In 1975, after two years managing NASA?s Energy Program Office, Schmitt fulfilled a long-standing personal commitment by entering politics in 1976. He served in the U.S. Senate from 1977 through 1982, representing his home state of New Mexico.

Dr. Schmitt consults, speaks, and writes on business, public, and governmental initiatives, particularly in the fields of space, risk, geology, energy, technology, and policy issues of the future. He also contributes non-fiction articles on space and the American Southwest to numerous books and magazines.

Schmitt served as Chair of NASA Advisory Council, which counsels the NASA administrator, from November 2005 until October 2008.

Schmitt serves as Adjunct Professor in the Department of Engineering Physics at the University of Wisconsin-Madison, as a research consultant with the Fusion Technology Institute, and as founder and Chairman of Interlune-Intermars Initiative, Inc.

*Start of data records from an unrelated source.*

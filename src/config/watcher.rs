//! Configuration file watcher for hot reload.

use std::path::{Path, PathBuf};
use std::time::Duration;

use notify::{Config, Event, RecommendedWatcher, RecursiveMode, Watcher};
use tokio::sync::mpsc;

use crate::config::loader::load_config;
use crate::config::schema::ResilienceSettings;

/// A watcher that monitors the settings file for changes.
pub struct ConfigWatcher {
    path: PathBuf,
    update_tx: mpsc::UnboundedSender<ResilienceSettings>,
}

impl ConfigWatcher {
    /// Create a new ConfigWatcher.
    ///
    /// Returns the watcher and a receiver for validated settings updates.
    pub fn new(path: &Path) -> (Self, mpsc::UnboundedReceiver<ResilienceSettings>) {
        let (update_tx, update_rx) = mpsc::unbounded_channel();

        (
            Self {
                path: path.to_path_buf(),
                update_tx,
            },
            update_rx,
        )
    }

    /// Start watching the file. The returned watcher must be kept alive.
    pub fn run(self) -> Result<RecommendedWatcher, notify::Error> {
        let tx = self.update_tx.clone();
        let path = self.path.clone();

        let mut watcher = RecommendedWatcher::new(
            move |res: notify::Result<Event>| match res {
                Ok(event) => {
                    if event.kind.is_modify() || event.kind.is_create() {
                        tracing::info!(path = ?path, "Settings file change detected, reloading");
                        match load_config(&path) {
                            Ok(settings) => {
                                let _ = tx.send(settings);
                            }
                            Err(e) => {
                                tracing::error!(error = %e, "Failed to reload settings, keeping current ones");
                            }
                        }
                    }
                }
                Err(e) => tracing::error!(error = ?e, "Watch error"),
            },
            Config::default().with_poll_interval(Duration::from_secs(2)),
        )?;

        watcher.watch(&self.path, RecursiveMode::NonRecursive)?;

        tracing::info!(path = ?self.path, "Settings watcher started");
        Ok(watcher)
    }
}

Harrison Schmitt?s honors include 1973 Arthur S. Fleming Award, 1973 Distinguished Graduate of Caltech, 1973 Caltech Sherman Fairchild Scholar, NASA Distinguished Service Award, Fellow of the AIAA, Honorary Member of the Norwegian Geographical Society and Geological Society of Canada, 1989 Lovelace Award (space Biomedicine), 1989 G.K. Gilbert Award (planetology), 1996 Ohio State University Bownocker Lecturer, and Honorary Fellow of the Geological Society of America, American Institute of Mining, and Geological Society of London. Dr. Schmitt has also received several honorary degrees.